[WORK ORDER] Going down the listing below, print exactly each line from the one with "fn parse_transport(s: &str)" up to and including the one with "assert_eq!(args.end, Some(22));", and skip the rest.

[EXTRACTED MATERIAL]
***

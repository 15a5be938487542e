pub mod openmeteo;

pub use openmeteo::OpenMeteoClient;
pub mod advisory;
pub mod calculations;
pub mod fallback;
pub mod recommender;
pub mod rules;
pub mod scorer;
pub mod weather_sync;

pub use recommender::Recommender;
pub use weather_sync::{Outing, WeatherSyncService};
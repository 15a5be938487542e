use crate::models::{Rating, Thickness, Transport, UserType, Weight, WindResistance};
use clap::{Args, Parser, Subcommand};
use std::path::PathBuf;

#[derive(Parser)]
#[command(
    name = "outer-concierge",
    version,
    about = "Picks the outer layer to wear from your wardrobe and today's weather"
)]
pub struct Cli {
    #[command(subcommand)]
    pub command: Option<Commands>,

    /// Path to config.yaml
    #[arg(short, long, global = true)]
    pub config: Option<PathBuf>,

    /// Override SQLite data directory
    #[arg(short, long, global = true)]
    pub data_dir: Option<PathBuf>,

    /// Increase log verbosity (-v for debug, -vv for trace)
    #[arg(short, long, action = clap::ArgAction::Count, global = true)]
    pub verbose: u8,
}

#[derive(Subcommand)]
pub enum Commands {
    /// Re-run interactive setup
    Init,
    /// Validate config and test the Open-Meteo connection
    Check,
    /// Suggest an outer for today (the default command)
    Suggest(SuggestArgs),
    /// Manage wardrobe items
    #[command(subcommand)]
    Closet(ClosetCommand),
    /// Review and rate what you wore
    #[command(subcommand)]
    Log(LogCommand),
    /// Print the garment category table
    Categories,
    /// Ideal category for a temperature, ignoring the wardrobe
    Ideal {
        /// Coldest expected temperature, already adjusted for wind and sun (°C)
        #[arg(allow_negative_numbers = true, value_parser = parse_temperature)]
        temp: f64,
        #[arg(long, value_parser = parse_user_type)]
        sensitivity: Option<UserType>,
    },
}

#[derive(Args, Default)]
pub struct SuggestArgs {
    /// First hour of the outing (0-23)
    #[arg(long, value_parser = clap::value_parser!(u32).range(0..=23))]
    pub start: Option<u32>,
    /// Last hour of the outing (0-23); earlier than --start means until midnight
    #[arg(long, value_parser = clap::value_parser!(u32).range(0..=23))]
    pub end: Option<u32>,
    #[arg(long, value_parser = parse_transport)]
    pub transport: Option<Transport>,
    #[arg(long, value_parser = parse_user_type)]
    pub sensitivity: Option<UserType>,
    /// Print the suggestion as JSON
    #[arg(long)]
    pub json: bool,
    /// Record that you are wearing the suggestion
    #[arg(long)]
    pub wear: bool,
}

#[derive(Subcommand)]
pub enum ClosetCommand {
    /// Add an item
    Add(ItemArgs),
    /// List items in the order they were added
    List,
    /// Remove an item by id
    Remove { id: String },
    /// Change attributes of an item
    Edit {
        id: String,
        #[command(flatten)]
        changes: ItemArgs,
    },
}

#[derive(Args, Default)]
pub struct ItemArgs {
    /// Category id (see `categories`)
    #[arg(long, value_parser = clap::value_parser!(u8).range(1..=8))]
    pub category: Option<u8>,
    #[arg(long)]
    pub name: Option<String>,
    #[arg(long, value_parser = parse_thickness)]
    pub thickness: Option<Thickness>,
    #[arg(long, value_parser = parse_weight)]
    pub weight: Option<Weight>,
    /// "bad" blocks wind, "good" lets it through
    #[arg(long, value_parser = parse_wind_resistance)]
    pub wind: Option<WindResistance>,
    /// Display colour, e.g. #1f2937
    #[arg(long)]
    pub color: Option<String>,
    /// Image path or URL
    #[arg(long)]
    pub image: Option<String>,
    /// 1 (barely warm) to 5 (very warm)
    #[arg(long, value_parser = clap::value_parser!(u8).range(1..=5))]
    pub warmth: Option<u8>,
    #[arg(long)]
    pub hood: Option<bool>,
}

#[derive(Subcommand)]
pub enum LogCommand {
    /// List wear logs, newest first
    List {
        #[arg(long, default_value_t = 20)]
        limit: usize,
    },
    /// Rate how a logged outfit felt (good, ok, bad)
    Rate {
        id: String,
        #[arg(value_parser = parse_rating)]
        rating: Rating,
    },
    /// Remove a wear log
    Remove { id: String },
}

fn parse_temperature(s: &str) -> Result<f64, String> {
    match s.parse::<f64>() {
        Ok(temp) if temp.is_finite() => Ok(temp),
        _ => Err(format!("'{}' is not a temperature in °C", s)),
    }
}

fn parse_transport(s: &str) -> Result<Transport, String> {
    Transport::from_str(s).ok_or_else(|| format!("unknown transport '{}' (walk, train, car)", s))
}

fn parse_user_type(s: &str) -> Result<UserType, String> {
    UserType::from_str(s).ok_or_else(|| {
        format!(
            "unknown sensitivity '{}' (cold_sensitive, normal, heat_sensitive)",
            s
        )
    })
}

fn parse_thickness(s: &str) -> Result<Thickness, String> {
    Thickness::from_str(s).ok_or_else(|| format!("unknown thickness '{}' (thick, normal, thin)", s))
}

fn parse_weight(s: &str) -> Result<Weight, String> {
    Weight::from_str(s).ok_or_else(|| format!("unknown weight '{}' (heavy, normal, light)", s))
}

fn parse_wind_resistance(s: &str) -> Result<WindResistance, String> {
    WindResistance::from_str(s)
        .ok_or_else(|| format!("unknown wind resistance '{}' (bad, normal, good)", s))
}

fn parse_rating(s: &str) -> Result<Rating, String> {
    Rating::from_str(s).ok_or_else(|| format!("unknown rating '{}' (good, ok, bad)", s))
}

#[cfg(test)]
mod tests {
    use super::*;
    use clap::CommandFactory;

    #[test]
    fn cli_definition_is_valid() {
        Cli::command().debug_assert();
    }

    #[test]
    fn suggest_flags_parse() {
        let cli = Cli::try_parse_from([
            "outer-concierge",
            "suggest",
            "--start",
            "7",
            "--end",
            "22",
            "--transport",
            "walk",
            "--sensitivity",
            "cold",
            "--wear",
        ])
        .unwrap();

        match cli.command {
            Some(Commands::Suggest(args)) => {
                assert_eq!(args.start, Some(7));
                assert_eq!(args.end, Some(22));
                assert_eq!(args.transport, Some(Transport::Walk));
                assert_eq!(args.sensitivity, Some(UserType::ColdSensitive));
                assert!(args.wear);
                assert!(!args.json);
            }
            _ => panic!("expected suggest"),
        }
    }

    #[test]
    fn out_of_range_hour_rejected() {
        assert!(Cli::try_parse_from(["outer-concierge", "suggest", "--start", "24"]).is_err());
    }

    #[test]
    fn closet_add_parses_attributes() {
        let cli = Cli::try_parse_from([
            "outer-concierge",
            "closet",
            "add",
            "--category",
            "3",
            "--name",
            "Rider",
            "--wind",
            "bad",
            "--warmth",
            "4",
            "--hood",
            "true",
        ])
        .unwrap();

        match cli.command {
            Some(Commands::Closet(ClosetCommand::Add(item))) => {
                assert_eq!(item.category, Some(3));
                assert_eq!(item.wind, Some(WindResistance::Bad));
                assert_eq!(item.warmth, Some(4));
                assert_eq!(item.hood, Some(true));
            }
            _ => panic!("expected closet add"),
        }
    }

    #[test]
    fn ideal_accepts_negative_temperature() {
        let cli = Cli::try_parse_from(["outer-concierge", "ideal", "-4.5"]).unwrap();
        match cli.command {
            Some(Commands::Ideal { temp, sensitivity }) => {
                assert_eq!(temp, -4.5);
                assert!(sensitivity.is_none());
            }
            _ => panic!("expected ideal"),
        }
    }

    #[test]
    fn ideal_rejects_non_finite_temperature() {
        for temp in ["NaN", "inf", "-inf", "cold"] {
            assert!(
                Cli::try_parse_from(["outer-concierge", "ideal", temp]).is_err(),
                "{} accepted",
                temp
            );
        }
    }

    #[test]
    fn bad_rating_rejected() {
        assert!(Cli::try_parse_from(["outer-concierge", "log", "rate", "abc", "meh"]).is_err());
    }
}
use crate::models::{EnvironmentSnapshot, Transport, UserType};

/// Wind below this speed (m/s) has no chilling effect
pub const WIND_CHILL_THRESHOLD: f64 = 1.0;
/// Humidity chill only applies at or below this raw temperature (°C)
pub const HUMID_CHILL_MAX_TEMP: f64 = 12.0;
pub const HUMID_CHILL_MIN_HUMIDITY: f64 = 60.0;
/// °C lost per 10 percentage points of humidity above the threshold
pub const HUMID_CHILL_PER_10_PERCENT: f64 = 0.4;
/// Body heat from walking
pub const WALKING_WARMTH_BONUS: f64 = 3.5;
pub const SUNSHINE_BONUS: f64 = 2.0;
pub const SENSITIVITY_SHIFT: f64 = 3.0;
pub const COLD_SEASON_SHIFT: f64 = 1.0;

/// Degrees the wind takes off the air temperature
pub fn wind_chill(wind_speed: f64) -> f64 {
    (wind_speed - WIND_CHILL_THRESHOLD).max(0.0)
}

/// Degrees that damp air takes off a cold hour
pub fn humidity_chill(raw_temp: f64, humidity: f64) -> f64 {
    if raw_temp <= HUMID_CHILL_MAX_TEMP && humidity >= HUMID_CHILL_MIN_HUMIDITY {
        (humidity - HUMID_CHILL_MIN_HUMIDITY) / 10.0 * HUMID_CHILL_PER_10_PERCENT
    } else {
        0.0
    }
}

pub fn sensitivity_shift(user_type: UserType) -> f64 {
    match user_type {
        UserType::ColdSensitive => -SENSITIVITY_SHIFT,
        UserType::Normal => 0.0,
        UserType::HeatSensitive => SENSITIVITY_SHIFT,
    }
}

pub fn transport_bonus(transport: Transport) -> f64 {
    match transport {
        Transport::Walk => WALKING_WARMTH_BONUS,
        Transport::Train | Transport::Car => 0.0,
    }
}

/// Temperature as it feels outdoors: wind chill and sunshine only
pub fn outdoor_feel(raw_temp: f64, env: &EnvironmentSnapshot) -> f64 {
    let sun = if env.weather_code.is_clear() {
        SUNSHINE_BONUS
    } else {
        0.0
    };
    raw_temp - wind_chill(env.wind_speed) + sun
}

/// Full per-hour effective temperature used by the penalty scorer
pub fn effective_temperature(raw_temp: f64, env: &EnvironmentSnapshot) -> f64 {
    let season = if env.is_cold_season() {
        COLD_SEASON_SHIFT
    } else {
        0.0
    };

    outdoor_feel(raw_temp, env) - humidity_chill(raw_temp, env.humidity)
        + transport_bonus(env.transport)
        + sensitivity_shift(env.user_type)
        - season
}

/// Coldest hour of the window as the wearer feels it standing still
pub fn min_effective_temperature(env: &EnvironmentSnapshot) -> f64 {
    outdoor_feel(env.min_temp(), env) + sensitivity_shift(env.user_type)
}
use super::environment::EnvironmentSnapshot;
use super::wardrobe::WardrobeItem;
use super::wear_log::WearLog;
use chrono::NaiveDate;
use serde::Serialize;

/// Outcome of one recommendation run
#[derive(Debug, Clone, PartialEq, Serialize)]
pub struct Suggestion {
    pub item: WardrobeItem,
    /// True when `item` is a synthesized ideal garment, not one the user owns
    pub is_recommendation: bool,
    /// 0-100, higher is better
    pub score: u8,
    /// Winning penalty; absent for synthesized garments
    #[serde(skip_serializing_if = "Option::is_none")]
    pub penalty: Option<f64>,
    pub inner: String,
    pub advice: String,
    pub min_temp: f64,
    pub max_temp: f64,
}

impl Suggestion {
    /// Build the history entry recorded when the user decides to wear this
    /// suggestion.
    pub fn to_wear_log(
        &self,
        id: impl Into<String>,
        date: NaiveDate,
        env: &EnvironmentSnapshot,
    ) -> WearLog {
        WearLog::new(id, date, self.item.name.clone(), self.min_temp, self.max_temp)
            .with_color(self.item.color.clone())
            .with_outing(env.transport, env.start_hour, env.end_hour)
    }
}

#[cfg(test)]
mod tests {
    use super::*;
    use crate::models::Transport;

    #[test]
    fn wear_log_carries_decision_context() {
        let env = EnvironmentSnapshot::new(vec![3.0, 7.0], 8, 9, 12)
            .unwrap()
            .with_transport(Transport::Walk);
        let suggestion = Suggestion {
            item: WardrobeItem::new("x", 6, "Camel coat").with_color("#d4b483"),
            is_recommendation: false,
            score: 88,
            penalty: Some(12.0),
            inner: String::new(),
            advice: String::new(),
            min_temp: env.min_temp(),
            max_temp: env.max_temp(),
        };

        let date = NaiveDate::from_ymd_opt(2025, 12, 3).unwrap();
        let log = suggestion.to_wear_log("log-1", date, &env);
        assert_eq!(log.item_name, "Camel coat");
        assert_eq!(log.item_color.as_deref(), Some("#d4b483"));
        assert_eq!(log.min_temp, 3.0);
        assert_eq!(log.max_temp, 7.0);
        assert_eq!(log.transport, Some(Transport::Walk));
        assert_eq!(log.start_hour, Some(8));
        assert!(log.rating.is_none());
    }
}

***

[ANSWER TO THIS PROBLEM]
fn parse_transport(s: &str) -> Result<Transport, String> {
    Transport::from_str(s).ok_or_else(|| format!("unknown transport '{}' (walk, train, car)", s))
}

fn parse_user_type(s: &str) -> Result<UserType, String> {
    UserType::from_str(s).ok_or_else(|| {
        format!(
            "unknown sensitivity '{}' (cold_sensitive, normal, heat_sensitive)",
            s
        )
    })
}

fn parse_thickness(s: &str) -> Result<Thickness, String> {
    Thickness::from_str(s).ok_or_else(|| format!("unknown thickness '{}' (thick, normal, thin)", s))
}

fn parse_weight(s: &str) -> Result<Weight, String> {
    Weight::from_str(s).ok_or_else(|| format!("unknown weight '{}' (heavy, normal, light)", s))
}

fn parse_wind_resistance(s: &str) -> Result<WindResistance, String> {
    WindResistance::from_str(s)
        .ok_or_else(|| format!("unknown wind resistance '{}' (bad, normal, good)", s))
}

fn parse_rating(s: &str) -> Result<Rating, String> {
    Rating::from_str(s).ok_or_else(|| format!("unknown rating '{}' (good, ok, bad)", s))
}

#[cfg(test)]
mod tests {
    use super::*;
    use clap::CommandFactory;

    #[test]
    fn cli_definition_is_valid() {
        Cli::command().debug_assert();
    }

    #[test]
    fn suggest_flags_parse() {
        let cli = Cli::try_parse_from([
            "outer-concierge",
            "suggest",
            "--start",
            "7",
            "--end",
            "22",
            "--transport",
            "walk",
            "--sensitivity",
            "cold",
            "--wear",
        ])
        .unwrap();

        match cli.command {
            Some(Commands::Suggest(args)) => {
                assert_eq!(args.start, Some(7));
                assert_eq!(args.end, Some(22));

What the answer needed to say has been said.